Similar content being viewed by others
Notes
Accordingly, one way of reading Darwin’s Origin is to see the point of chapter 1, “Variation under domestication”, being that artificial selection is a sufficient ultimate explanation of some kinds of speciation, and then that the argument in subsequent chapters is that natural selection provides an analogous ultimate explanation of species that are, to put it simply, not domesticated.
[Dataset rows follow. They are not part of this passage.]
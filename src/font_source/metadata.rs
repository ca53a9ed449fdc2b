//! Naming-table metadata
//!
//! Populates the UFO font info with family/style naming before the
//! transformed font is saved and handed to the binary compiler.

use serde::{Deserialize, Serialize};

const OFL_TEXT: &str = "This Font Software is licensed under the SIL Open Font License, \
Version 1.1. This Font Software is distributed on an \"AS IS\" BASIS, WITHOUT WARRANTIES \
OR CONDITIONS OF ANY KIND, either express or implied. See the SIL Open Font License for \
the specific language, permissions and limitations governing your use of this Font Software.";

const OFL_URL: &str = "http://scripts.sil.org/OFL";

/// Naming fields applied to the output font.
#[derive(Debug, Clone, Serialize, Deserialize)]
#[serde(default)]
pub struct FontNaming {
    pub family: String,
    pub style: String,
    pub designer: String,
    pub vendor_id: String,
    pub license: String,
    pub license_url: String,
}

impl Default for FontNaming {
    fn default() -> Self {
        Self {
            family: "Kadomaru JP".into(),
            style: "Regular".into(),
            designer: "Kadomaru Project".into(),
            vendor_id: "KDMR".into(),
            license: OFL_TEXT.into(),
            license_url: OFL_URL.into(),
        }
    }
}

impl FontNaming {
    pub fn full_name(&self) -> String {
        format!("{} {}", self.family, self.style)
    }

    /// PostScript name: full name with spaces stripped out.
    pub fn postscript_name(&self) -> String {
        format!(
            "{}-{}",
            self.family.replace(' ', ""),
            self.style.replace(' ', "")
        )
    }
}

/// Write the naming fields onto the font's info table.
pub fn apply_naming(font: &mut norad::Font, naming: &FontNaming) {
    let info = &mut font.font_info;
    info.family_name = Some(naming.family.clone());
    info.style_name = Some(naming.style.clone());
    info.style_map_family_name = Some(naming.family.clone());
    info.version_major = Some(1);
    info.version_minor = Some(0);
    info.postscript_font_name = Some(naming.postscript_name());
    info.postscript_full_name = Some(naming.full_name());
    info.open_type_name_preferred_family_name = Some(naming.family.clone());
    info.open_type_name_preferred_subfamily_name = Some(naming.style.clone());
    info.open_type_name_compatible_full_name = Some(naming.full_name());
    info.open_type_name_unique_id = Some(format!("{}-{}", naming.vendor_id, naming.style));
    info.open_type_os2_vendor_id = Some(naming.vendor_id.clone());
    info.open_type_name_manufacturer = Some(naming.designer.clone());
    info.open_type_name_designer = Some(naming.designer.clone());
    info.open_type_name_license = Some(naming.license.clone());
    info.open_type_name_license_url = Some(naming.license_url.clone());
}
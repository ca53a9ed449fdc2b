//! Ink traps (experimental)
//!
//! Carves a small notch into the inner angle where strokes meet, so
//! ink spread at print sizes does not clog the junction. A trapped
//! corner is replaced by three line points: one inset along each arm
//! and one recessed along the angle bisector into the wedge.

use kurbo::Vec2;
use tracing::warn;

use crate::core::errors::EffectError;
use crate::effects::GlyphEffect;
use crate::font_source::{GlyphSnapshot, PointData, PointType};

/// Arm lengths below this are treated as degenerate.
const EPSILON: f64 = 1e-6;

pub struct InkTrap {
    /// Depth of the notch in font units
    trap_size: f64,
    /// Smallest trapped corner angle, radians
    min_angle: f64,
    /// Largest trapped corner angle, radians
    max_angle: f64,
    /// Shortest arm that can carry a trap
    min_segment_length: f64,
}

impl InkTrap {
    pub fn new(trap_size: f64, min_angle_deg: f64, max_angle_deg: f64, min_segment_length: f64) -> Self {
        Self {
            trap_size,
            min_angle: min_angle_deg.to_radians(),
            max_angle: max_angle_deg.to_radians(),
            min_segment_length,
        }
    }

    /// Angle between two arm vectors; degenerate arms read as flat.
    fn corner_angle(v1: Vec2, v2: Vec2) -> f64 {
        let d1 = v1.hypot();
        let d2 = v2.hypot();
        if d1 < EPSILON || d2 < EPSILON {
            return std::f64::consts::PI;
        }
        let cos = (v1.dot(v2) / (d1 * d2)).clamp(-1.0, 1.0);
        cos.acos()
    }

    /// Concave corners turn against the contour's winding. With both
    /// arm vectors emanating from the corner, their cross product is
    /// positive at concave corners of counter-clockwise contours and
    /// negative at concave corners of clockwise ones.
    fn is_inner_corner(v1: Vec2, v2: Vec2, clockwise: bool) -> bool {
        let cross = v1.cross(v2);
        if clockwise {
            cross < 0.0
        } else {
            cross > 0.0
        }
    }
}

impl Default for InkTrap {
    fn default() -> Self {
        Self::new(8.0, 30.0, 150.0, 50.0)
    }
}

impl GlyphEffect for InkTrap {
    fn name(&self) -> &'static str {
        "ink-trap"
    }

    fn apply(&self, mut glyph: GlyphSnapshot) -> Result<GlyphSnapshot, EffectError> {
        for contour in &mut glyph.contours {
            let old = std::mem::take(&mut contour.points);
            let n = old.len();
            let mut out = Vec::with_capacity(n + 8);
            for i in 0..n {
                let p_p = old[(i + n - 1) % n];
                let p = old[i];
                let p_n = old[(i + 1) % n];

                if p.typ != PointType::Line {
                    out.push(p);
                    continue;
                }
                let v1 = Vec2::new(p_p.x - p.x, p_p.y - p.y);
                let v2 = Vec2::new(p_n.x - p.x, p_n.y - p.y);
                let d1 = v1.hypot();
                let d2 = v2.hypot();
                if d1 < self.min_segment_length || d2 < self.min_segment_length {
                    out.push(p);
                    continue;
                }
                let angle = Self::corner_angle(v1, v2);
                if angle < self.min_angle
                    || angle > self.max_angle
                    || !Self::is_inner_corner(v1, v2, contour.clockwise)
                {
                    out.push(p);
                    continue;
                }

                let u1 = v1 / d1;
                let u2 = v2 / d2;
                let bisector = u1 + u2;
                let bisector_len = bisector.hypot();
                if bisector_len < EPSILON {
                    warn!(
                        glyph = %glyph.name,
                        x = p.x,
                        y = p.y,
                        "degenerate bisector, leaving corner untouched"
                    );
                    out.push(p);
                    continue;
                }
                let notch = bisector / bisector_len * self.trap_size;
                out.push(PointData::line(
                    p.x + u1.x * self.trap_size,
                    p.y + u1.y * self.trap_size,
                ));
                out.push(PointData::line(p.x + notch.x, p.y + notch.y));
                out.push(PointData::line(
                    p.x + u2.x * self.trap_size,
                    p.y + u2.y * self.trap_size,
                ));
            }
            contour.points = out;
        }
        Ok(glyph)
    }
}

#[cfg(test)]
mod tests {
    use super::*;
    use crate::font_source::ContourSnapshot;

    #[test]
    fn test_inner_right_angle_is_trapped() {
        // Counter-clockwise L: the concave corner at (100, 60)
        let points = vec![
            PointData::line(0.0, 0.0),
            PointData::line(700.0, 0.0),
            PointData::line(700.0, 60.0),
            PointData::line(100.0, 60.0),
            PointData::line(100.0, 300.0),
            PointData::line(0.0, 300.0),
        ];
        let glyph = GlyphSnapshot::new("test", vec![ContourSnapshot::new(points)]);
        let out = InkTrap::default().apply(glyph).unwrap();
        let points = &out.contours[0].points;

        // One corner trapped: 6 + 2 points
        assert_eq!(points.len(), 8);
        // Arms point +x and +y from the corner; the notch recesses
        // along the diagonal between them
        assert_eq!((points[3].x, points[3].y), (108.0, 60.0));
        let m = &points[4];
        let d = 8.0 / 2.0_f64.sqrt();
        assert!((m.x - (100.0 + d)).abs() < 1e-9);
        assert!((m.y - (60.0 + d)).abs() < 1e-9);
        assert_eq!((points[5].x, points[5].y), (100.0, 68.0));
    }

    #[test]
    fn test_convex_corners_pass_through() {
        let points = vec![
            PointData::line(0.0, 0.0),
            PointData::line(200.0, 0.0),
            PointData::line(200.0, 200.0),
            PointData::line(0.0, 200.0),
        ];
        let glyph = GlyphSnapshot::new("test", vec![ContourSnapshot::new(points.clone())]);
        let out = InkTrap::default().apply(glyph).unwrap();
        assert_eq!(out.contours[0].points, points);
    }

    #[test]
    fn test_short_arms_pass_through() {
        // Same L-shape scaled down below the minimum segment length
        let points = vec![
            PointData::line(0.0, 0.0),
            PointData::line(70.0, 0.0),
            PointData::line(70.0, 30.0),
            PointData::line(40.0, 30.0),
            PointData::line(40.0, 90.0),
            PointData::line(0.0, 90.0),
        ];
        let glyph = GlyphSnapshot::new("test", vec![ContourSnapshot::new(points.clone())]);
        let out = InkTrap::default().apply(glyph).unwrap();
        assert_eq!(out.contours[0].points, points);
    }
}
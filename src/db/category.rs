use color_eyre::Result;

use super::Db;

impl Db {
    /// Category names ordered by category id.
    pub async fn category_names(&self) -> Result<Vec<String>> {
        let names: Vec<String> = sqlx::query_scalar("SELECT type FROM categories ORDER BY id")
            .fetch_all(&self.pool)
            .await?;

        Ok(names)
    }
}
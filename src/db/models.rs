// Database model structs

use serde::Serialize;

/// A catalog question row. Serialized as-is in API responses.
#[derive(Clone, Serialize, sqlx::FromRow)]
pub struct Question {
    pub id: i64,
    pub question: String,
    pub answer: String,
    pub category: i64,
    pub difficulty: i64,
}
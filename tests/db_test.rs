mod common;

use common::create_test_db;
use trivia_api::db::Db;

async fn seed_question(db: &Db, question: &str, category: i64) -> i64 {
    db.insert_question(question, "an answer", category, 1)
        .await
        .expect("seed insert should succeed")
}

#[tokio::test]
async fn test_db_connection() {
    let db = create_test_db().await;
    assert!(db.migration_applied("V1").await.unwrap());
    assert!(db.migration_applied("V2").await.unwrap());
}

#[tokio::test]
async fn test_categories_seeded_in_id_order() {
    let db = create_test_db().await;

    let names = db.category_names().await.unwrap();
    assert_eq!(
        names,
        ["Science", "Art", "Geography", "History", "Entertainment", "Sports"]
    );

    // Stable across repeated calls with no intervening writes
    assert_eq!(db.category_names().await.unwrap(), names);
}

#[tokio::test]
async fn test_question_insert_and_count() {
    let db = create_test_db().await;

    assert_eq!(db.questions_count().await.unwrap(), 0);

    let id = db
        .insert_question("What is 1+1?", "2", 1, 2)
        .await
        .unwrap();
    assert!(id > 0);
    assert_eq!(db.questions_count().await.unwrap(), 1);

    let questions = db.all_questions().await.unwrap();
    assert_eq!(questions.len(), 1);
    assert_eq!(questions[0].id, id);
    assert_eq!(questions[0].question, "What is 1+1?");
    assert_eq!(questions[0].answer, "2");
    assert_eq!(questions[0].category, 1);
    assert_eq!(questions[0].difficulty, 2);
}

#[tokio::test]
async fn test_all_questions_ordered_by_id() {
    let db = create_test_db().await;

    for i in 0..5 {
        seed_question(&db, &format!("Question {}", i + 1), 1).await;
    }

    let ids: Vec<i64> = db
        .all_questions()
        .await
        .unwrap()
        .iter()
        .map(|q| q.id)
        .collect();
    let mut sorted = ids.clone();
    sorted.sort_unstable();
    assert_eq!(ids, sorted);
    assert_eq!(ids.len(), 5);
}

#[tokio::test]
async fn test_delete_question() {
    let db = create_test_db().await;

    let id = seed_question(&db, "Q1", 1).await;
    seed_question(&db, "Q2", 1).await;

    assert!(db.delete_question(id).await.unwrap());
    assert_eq!(db.questions_count().await.unwrap(), 1);

    // Second delete of the same id observes not-found
    assert!(!db.delete_question(id).await.unwrap());
    assert_eq!(db.questions_count().await.unwrap(), 1);
}

#[tokio::test]
async fn test_search_is_case_insensitive() {
    let db = create_test_db().await;

    seed_question(&db, "What is the Title?", 1).await;
    seed_question(&db, "Capital of France", 3).await;

    let matches = db.search_questions("title").await.unwrap();
    assert_eq!(matches.len(), 1);
    assert_eq!(matches[0].question, "What is the Title?");

    let matches = db.search_questions("TITLE").await.unwrap();
    assert_eq!(matches.len(), 1);
}

#[tokio::test]
async fn test_search_matches_substring_anywhere() {
    let db = create_test_db().await;

    seed_question(&db, "Capital of France", 3).await;

    assert_eq!(db.search_questions("apit").await.unwrap().len(), 1);
    assert_eq!(db.search_questions("France").await.unwrap().len(), 1);
    assert!(db.search_questions("Germany").await.unwrap().is_empty());
}

#[tokio::test]
async fn test_questions_by_category_filters() {
    let db = create_test_db().await;

    seed_question(&db, "Science Q", 1).await;
    seed_question(&db, "Art Q", 2).await;
    seed_question(&db, "Another Science Q", 1).await;

    let science = db.questions_by_category(1).await.unwrap();
    assert_eq!(science.len(), 2);
    assert!(science.iter().all(|q| q.category == 1));

    assert!(db.questions_by_category(4).await.unwrap().is_empty());
}

#[tokio::test]
async fn test_unknown_category_id_accepted() {
    // Question.category references Category.id by value only; a dangling
    // reference is not rejected at this layer.
    let db = create_test_db().await;

    let id = seed_question(&db, "Orphaned question", 99).await;
    assert!(id > 0);

    let questions = db.questions_by_category(99).await.unwrap();
    assert_eq!(questions.len(), 1);
}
There is also an important caveat to the claim that, generally, true ultimate explanations do not entail the truth of any particular proximate explanations. For, if some particular pattern of adaptive behaviour did occur in the history of some organism, then it does follow, in a trivial sense, that the organism either has, or at least had, some psychological (or some other kind of proximate) mechanism that has (or had) the function of being able to cause the relevant pattern of behaviour. But it does not follow from this that there is a psychological (or proximate) mechanism the only function of which is to produce the relevant behaviour, since many different psychological mechanisms can satisfy such a functional description. For, again, it is a truism that, if an organism is able to produce a pattern of behaviour B, then some part of it has the function of being able to produce B. Call whatever has this function trait T. Now, note the language used to talk about T does not indicate whether or not T has any other functions. So T could of course be a psychological module, in which case its only significant function may be to produce behaviour B and it is also true that the possession of T is relatively innate and non-malleable. But T could also be information that was acquired from one-off peer learning, in which case its only function may be to produce B, and yet in this case the possession of T is extremely context dependent. What’s more, T could also be a domain-general psychological faculty, or even a system of faculties. In this case the total functional description of T would include the ability to cause B along with a host of other causal functions; indeed, this list might be infinitely long for a sufficiently complex system. These three different (types of) psychological mechanisms—a module, contextually-acquired information, and domain-general faculties or systems—can all be said to have the function being able to produce B. For this reason, it would be a mistake to infer that any specific proximate conclusions follow from the trivial fact that, if behaviour B was produced by an organism, some part of the organism has the functional ability to cause B.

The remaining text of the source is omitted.